## Work order
When a line below holds the string "info", show that line.

## Recorded data
//! PolicyStore - Admin set, channel allow-list and feature flags

use serde::{Deserialize, Serialize};
use shared::{normalize_id, PolicyConfig, PolicyError};
use std::collections::{BTreeMap, BTreeSet};
use std::path::{Path, PathBuf};
use std::sync::{PoisonError, RwLock, RwLockReadGuard, RwLockWriteGuard};
use tracing::{debug, info, warn};

/// Persisted policy state
///
/// Serializes to the `config-backup` contract:
/// `{"admins": [...], "allowedChannels": [...], "features": {...}}`.
#[derive(Debug, Clone, Default, PartialEq, Eq, Serialize, Deserialize)]
#[serde(rename_all = "camelCase")]
pub struct PolicyState {
    /// Users with administrative privilege
    #[serde(default)]
    pub admins: BTreeSet<String>,

    /// Channels where restricted features may run (empty = everywhere)
    #[serde(default)]
    pub allowed_channels: BTreeSet<String>,

    /// Explicit feature toggles
    #[serde(default)]
    pub features: BTreeMap<String, bool>,
}

impl PolicyState {
    /// Build a state from configuration seed values
    pub fn from_config(config: &PolicyConfig) -> Self {
        Self {
            admins: normalize_ids(&config.admins),
            allowed_channels: normalize_ids(&config.allowed_channels),
            features: config.features.clone(),
        }
    }

    /// Same state with every id normalized and blank ids dropped
    pub fn normalized(self) -> Self {
        Self {
            admins: normalize_ids(&self.admins),
            allowed_channels: normalize_ids(&self.allowed_channels),
            features: self.features,
        }
    }

    pub fn is_admin(&self, user_id: &str) -> bool {
        self.admins.contains(&normalize_id(user_id))
    }

    /// Unknown features are enabled unless explicitly switched off
    pub fn is_feature_enabled(&self, name: &str) -> bool {
        self.features.get(name).copied().unwrap_or(true)
    }

    /// Whether `feature` may run in `channel_id`
    ///
    /// A disabled feature is allowed nowhere. Otherwise an empty allow-list
    /// admits every channel.
    pub fn is_channel_allowed(&self, channel_id: &str, feature: &str) -> bool {
        if !self.is_feature_enabled(feature) {
            return false;
        }
        self.allowed_channels.is_empty() || self.allowed_channels.contains(&normalize_id(channel_id))
    }

    /// Render as pretty JSON
    pub fn to_json_pretty(&self) -> serde_json::Result<String> {
        serde_json::to_string_pretty(self)
    }
}

/// Lock-guarded owner of the policy state
///
/// Every mutation runs against a copy of the current state and is committed
/// only after the snapshot (if any) has been written, so readers never see a
/// half-applied change.
#[derive(Debug, Default)]
pub struct PolicyStore {
    state: RwLock<PolicyState>,
    state_path: Option<PathBuf>,
}

impl PolicyStore {
    /// Create an empty, in-memory store
    pub fn new() -> Self {
        Self::default()
    }

    /// Create an in-memory store with initial state
    pub fn with_state(state: PolicyState) -> Self {
        Self {
            state: RwLock::new(state),
            state_path: None,
        }
    }

    /// Open a persisted store
    ///
    /// Loads the snapshot at `path` when it exists; otherwise starts from
    /// `seed` and writes it out.
    pub fn open(path: impl Into<PathBuf>, seed: PolicyState) -> Result<Self, PolicyError> {
        let path = path.into();
        let state = if path.exists() {
            let content = std::fs::read_to_string(&path).map_err(|e| PolicyError::Storage(e.to_string()))?;
            let state: PolicyState =
                serde_json::from_str(&content).map_err(|e| PolicyError::Storage(e.to_string()))?;
            info!(path = %path.display(), admins = state.admins.len(), "Loaded policy snapshot");
            state
        } else {
            write_snapshot(&path, &seed)?;
            info!(path = %path.display(), "Created policy snapshot from seed");
            seed
        };

        Ok(Self {
            state: RwLock::new(state),
            state_path: Some(path),
        })
    }

    /// Build a store from configuration
    pub fn from_config(config: &PolicyConfig) -> Result<Self, PolicyError> {
        let seed = PolicyState::from_config(config);
        match &config.state_path {
            Some(path) => Self::open(path.clone(), seed),
            None => Ok(Self::with_state(seed)),
        }
    }

    // Writers replace the state wholesale, so a poisoned lock still guards a
    // consistent value.
    fn read_guard(&self) -> RwLockReadGuard<'_, PolicyState> {
        self.state.read().unwrap_or_else(PoisonError::into_inner)
    }

    fn write_guard(&self) -> RwLockWriteGuard<'_, PolicyState> {
        self.state.write().unwrap_or_else(PoisonError::into_inner)
    }

    /// Evaluate `f` against one consistent view of the state
    pub fn read<T>(&self, f: impl FnOnce(&PolicyState) -> T) -> T {
        f(&self.read_guard())
    }

    fn mutate<T>(&self, f: impl FnOnce(&mut PolicyState) -> Result<T, PolicyError>) -> Result<T, PolicyError> {
        let mut guard = self.write_guard();
        let mut next = guard.clone();
        let out = f(&mut next)?;
        if let Some(path) = &self.state_path {
            write_snapshot(path, &next)?;
        }
        *guard = next;
        Ok(out)
    }

    pub fn is_admin(&self, user_id: &str) -> bool {
        self.read(|s| s.is_admin(user_id))
    }

    /// Sorted admin ids
    pub fn list_admins(&self) -> Vec<String> {
        self.read(|s| s.admins.iter().cloned().collect())
    }

    /// Seed the first admin. Only succeeds while the admin set is empty.
    pub fn bootstrap(&self, user_id: &str) -> Result<(), PolicyError> {
        let user_id = normalize_id(user_id);
        self.mutate(|state| {
            if !state.admins.is_empty() {
                return Err(PolicyError::AlreadyBootstrapped);
            }
            state.admins.insert(user_id.clone());
            Ok(())
        })?;
        info!(user_id = %user_id, "Bootstrapped first admin");
        Ok(())
    }

    /// Add `target_id` to the admin set on behalf of `actor_id`
    pub fn add_admin(&self, actor_id: &str, target_id: &str) -> Result<(), PolicyError> {
        let target_id = normalize_id(target_id);
        self.mutate(|state| {
            if !state.is_admin(actor_id) {
                return Err(PolicyError::NotAuthorized);
            }
            if !state.admins.insert(target_id.clone()) {
                return Err(PolicyError::AlreadyExists(target_id.clone()));
            }
            Ok(())
        })?;
        info!(actor = %normalize_id(actor_id), target = %target_id, "Added admin");
        Ok(())
    }

    /// Remove `target_id` from the admin set on behalf of `actor_id`
    pub fn remove_admin(&self, actor_id: &str, target_id: &str) -> Result<(), PolicyError> {
        let target_id = normalize_id(target_id);
        self.mutate(|state| {
            if !state.is_admin(actor_id) {
                return Err(PolicyError::NotAuthorized);
            }
            if !state.admins.contains(&target_id) {
                return Err(PolicyError::NotFound(target_id.clone()));
            }
            if state.admins.len() == 1 {
                return Err(PolicyError::LastAdmin);
            }
            state.admins.remove(&target_id);
            Ok(())
        })?;
        info!(actor = %normalize_id(actor_id), target = %target_id, "Removed admin");
        Ok(())
    }

    /// Insert into or remove from the channel allow-list
    ///
    /// Idempotent; returns whether the list changed.
    pub fn set_channel_allowed(&self, channel_id: &str, allowed: bool) -> Result<bool, PolicyError> {
        let channel_id = normalize_id(channel_id);
        let changed = self.mutate(|state| {
            Ok(if allowed {
                state.allowed_channels.insert(channel_id.clone())
            } else {
                state.allowed_channels.remove(&channel_id)
            })
        })?;
        debug!(channel_id = %channel_id, allowed, changed, "Updated channel allow-list");
        Ok(changed)
    }

    pub fn is_channel_allowed(&self, channel_id: &str, feature: &str) -> bool {
        self.read(|s| s.is_channel_allowed(channel_id, feature))
    }

    pub fn toggle_feature(&self, name: &str, enabled: bool) -> Result<(), PolicyError> {
        self.mutate(|state| {
            state.features.insert(name.to_string(), enabled);
            Ok(())
        })?;
        info!(feature = %name, enabled, "Feature toggled");
        Ok(())
    }

    pub fn is_feature_enabled(&self, name: &str) -> bool {
        self.read(|s| s.is_feature_enabled(name))
    }

    /// Read-only copy of the whole state
    pub fn snapshot(&self) -> PolicyState {
        self.read_guard().clone()
    }

    /// Replace the whole state from a backup, on behalf of an admin
    pub fn restore(&self, actor_id: &str, state: PolicyState) -> Result<(), PolicyError> {
        let state = state.normalized();
        self.mutate(|current| {
            if !current.is_admin(actor_id) {
                return Err(PolicyError::NotAuthorized);
            }
            if state.admins.is_empty() {
                return Err(PolicyError::LastAdmin);
            }
            *current = state;
            Ok(())
        })?;
        warn!(actor = %normalize_id(actor_id), "Policy state restored from backup");
        Ok(())
    }

    /// Path of the persisted snapshot, if any
    pub fn state_path(&self) -> Option<&Path> {
        self.state_path.as_deref()
    }
}

/// Write the snapshot to a temp file and rename it into place
fn write_snapshot(path: &Path, state: &PolicyState) -> Result<(), PolicyError> {
    let storage = |e: std::io::Error| PolicyError::Storage(format!("{}: {}", path.display(), e));

    if let Some(parent) = path.parent() {
        if !parent.as_os_str().is_empty() {
            std::fs::create_dir_all(parent).map_err(storage)?;
        }
    }

    let content = state.to_json_pretty().map_err(|e| PolicyError::Storage(e.to_string()))?;
    let mut tmp = path.as_os_str().to_owned();
    tmp.push(".tmp");
    let tmp = PathBuf::from(tmp);

    std::fs::write(&tmp, content).map_err(storage)?;
    std::fs::rename(&tmp, path).map_err(storage)
}

fn normalize_ids<'a>(ids: impl IntoIterator<Item = &'a String>) -> BTreeSet<String> {
    ids.into_iter().map(|id| normalize_id(id)).filter(|id| !id.is_empty()).collect()
}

## Exercise answer
use tracing::{debug, info, warn};
            info!(path = %path.display(), admins = state.admins.len(), "Loaded policy snapshot");
            info!(path = %path.display(), "Created policy snapshot from seed");
        info!(user_id = %user_id, "Bootstrapped first admin");
        info!(actor = %normalize_id(actor_id), target = %target_id, "Added admin");
        info!(actor = %normalize_id(actor_id), target = %target_id, "Removed admin");
        info!(feature = %name, enabled, "Feature toggled");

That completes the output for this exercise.